Dataset entries
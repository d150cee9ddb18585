//! Register access records.

use std::fmt;

use serde::{Serialize, Serializer};

/// Kind of register access.
#[derive(Clone, Copy, Debug, PartialEq, Eq, Hash, Serialize)]
#[serde(rename_all = "snake_case")]
pub enum AccessType {
    Read,
    Write,
    #[serde(rename = "read-modify-write")]
    ReadModifyWrite,
    VolatileRead,
    VolatileWrite,
    FunctionCallRead,
    FunctionCallWrite,
}

impl AccessType {
    pub fn as_str(self) -> &'static str {
        match self {
            Self::Read => "read",
            Self::Write => "write",
            Self::ReadModifyWrite => "read-modify-write",
            Self::VolatileRead => "volatile_read",
            Self::VolatileWrite => "volatile_write",
            Self::FunctionCallRead => "function_call_read",
            Self::FunctionCallWrite => "function_call_write",
        }
    }

    /// Check if the access observes the register value.
    pub fn is_read(self) -> bool {
        matches!(
            self,
            Self::Read | Self::VolatileRead | Self::FunctionCallRead | Self::ReadModifyWrite
        )
    }

    /// Check if the access changes the register value.
    pub fn is_write(self) -> bool {
        matches!(
            self,
            Self::Write | Self::VolatileWrite | Self::FunctionCallWrite | Self::ReadModifyWrite
        )
    }
}

impl fmt::Display for AccessType {
    fn fmt(&self, f: &mut fmt::Formatter<'_>) -> fmt::Result {
        f.write_str(self.as_str())
    }
}

/// Statically known or runtime-only register value.
#[derive(Clone, Copy, Debug, PartialEq, Eq)]
pub enum RegisterValue {
    Known(u64),
    /// Not resolvable without executing the program.
    Runtime,
}

impl RegisterValue {
    pub const RUNTIME_SENTINEL: &'static str = "RUNTIME_VALUE";

    /// Known value, if any.
    pub fn known(self) -> Option<u64> {
        match self {
            Self::Known(v) => Some(v),
            Self::Runtime => None,
        }
    }
}

impl From<Option<u64>> for RegisterValue {
    fn from(value: Option<u64>) -> Self {
        value.map_or(Self::Runtime, Self::Known)
    }
}

impl fmt::Display for RegisterValue {
    fn fmt(&self, f: &mut fmt::Formatter<'_>) -> fmt::Result {
        match self {
            Self::Known(v) => write!(f, "0x{v:08x}"),
            Self::Runtime => f.write_str(Self::RUNTIME_SENTINEL),
        }
    }
}

impl Serialize for RegisterValue {
    fn serialize<S: Serializer>(&self, serializer: S) -> Result<S::Ok, S::Error> {
        serializer.collect_str(self)
    }
}

/// Coarse execution phase of an access.
#[derive(Clone, Copy, Debug, PartialEq, Eq, Hash, PartialOrd, Ord, Serialize)]
#[serde(rename_all = "snake_case")]
pub enum ExecutionPhase {
    BoardInit,
    DriverInit,
    Runtime,
}

impl ExecutionPhase {
    pub const ALL: [Self; 3] = [Self::BoardInit, Self::DriverInit, Self::Runtime];

    pub fn as_str(self) -> &'static str {
        match self {
            Self::BoardInit => "board_init",
            Self::DriverInit => "driver_init",
            Self::Runtime => "runtime",
        }
    }
}

impl fmt::Display for ExecutionPhase {
    fn fmt(&self, f: &mut fmt::Formatter<'_>) -> fmt::Result {
        f.write_str(self.as_str())
    }
}

/// Where an access happens in source and IR.
#[derive(Clone, Debug, Default, PartialEq, Eq, Serialize)]
pub struct Location {
    pub file: String,
    pub function: String,
    pub line: u32,
}

/// Execution order metadata.
#[derive(Clone, Debug, PartialEq, Eq)]
pub struct OrderInfo {
    pub sequence_number: u64,
    pub execution_phase: ExecutionPhase,
    pub execution_context: &'static str,
    /// Enclosing function name.
    pub call_stack: String,
    /// `<function>_BB_<block index>`
    pub basic_block_id: String,
    /// Position of the instruction in its block.
    pub instruction_index: usize,
}

/// One peripheral register access.
#[derive(Clone, Debug, PartialEq, Eq)]
pub struct RegisterAccess {
    pub peripheral: String,
    pub register: String,
    pub address: u64,
    pub access_type: AccessType,
    /// 8, 16 or 32.
    pub data_size: u32,
    pub bits_modified: Vec<String>,
    pub location: Location,
    pub purpose: String,
    /// `None` when the access type does not write.
    pub value_written: Option<RegisterValue>,
    /// `None` when the access type does not read.
    pub value_read: Option<RegisterValue>,
    pub order: OrderInfo,
}

/// An access before execution order is assigned.
#[derive(Clone, Debug, PartialEq, Eq)]
pub struct PendingAccess {
    pub peripheral: String,
    pub register: String,
    pub address: u64,
    pub access_type: AccessType,
    pub data_size: u32,
    pub bits_modified: Vec<String>,
    pub location: Location,
    pub purpose: String,
    pub value_written: Option<RegisterValue>,
    pub value_read: Option<RegisterValue>,
    /// Function name the sequence priority is looked up by.
    pub priority_key: String,
}

impl PendingAccess {
    /// Value fields for an access type: written values for writes, read
    /// values for reads, both for read-modify-write.
    pub fn value_fields(
        access_type: AccessType,
        written: RegisterValue,
    ) -> (Option<RegisterValue>, Option<RegisterValue>) {
        (
            access_type.is_write().then_some(written),
            access_type.is_read().then_some(RegisterValue::Runtime),
        )
    }

    pub fn into_access(self, order: OrderInfo) -> RegisterAccess {
        RegisterAccess {
            peripheral: self.peripheral,
            register: self.register,
            address: self.address,
            access_type: self.access_type,
            data_size: self.data_size,
            bits_modified: self.bits_modified,
            location: self.location,
            purpose: self.purpose,
            value_written: self.value_written,
            value_read: self.value_read,
            order,
        }
    }
}

/// Normalize an integer width to a reported data size.
pub fn normalize_data_size(bits: u32) -> u32 {
    match bits {
        1..=8 => 8,
        9..=16 => 16,
        _ => 32,
    }
}

/// Label used when no individual bits are known.
pub fn full_width_bits(data_size: u32) -> String {
    format!("bit_0-{}", data_size.saturating_sub(1))
}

Assignment
Please tally each line in the material above that contains "Display", and let the number be your entire reply.

Expected answer
3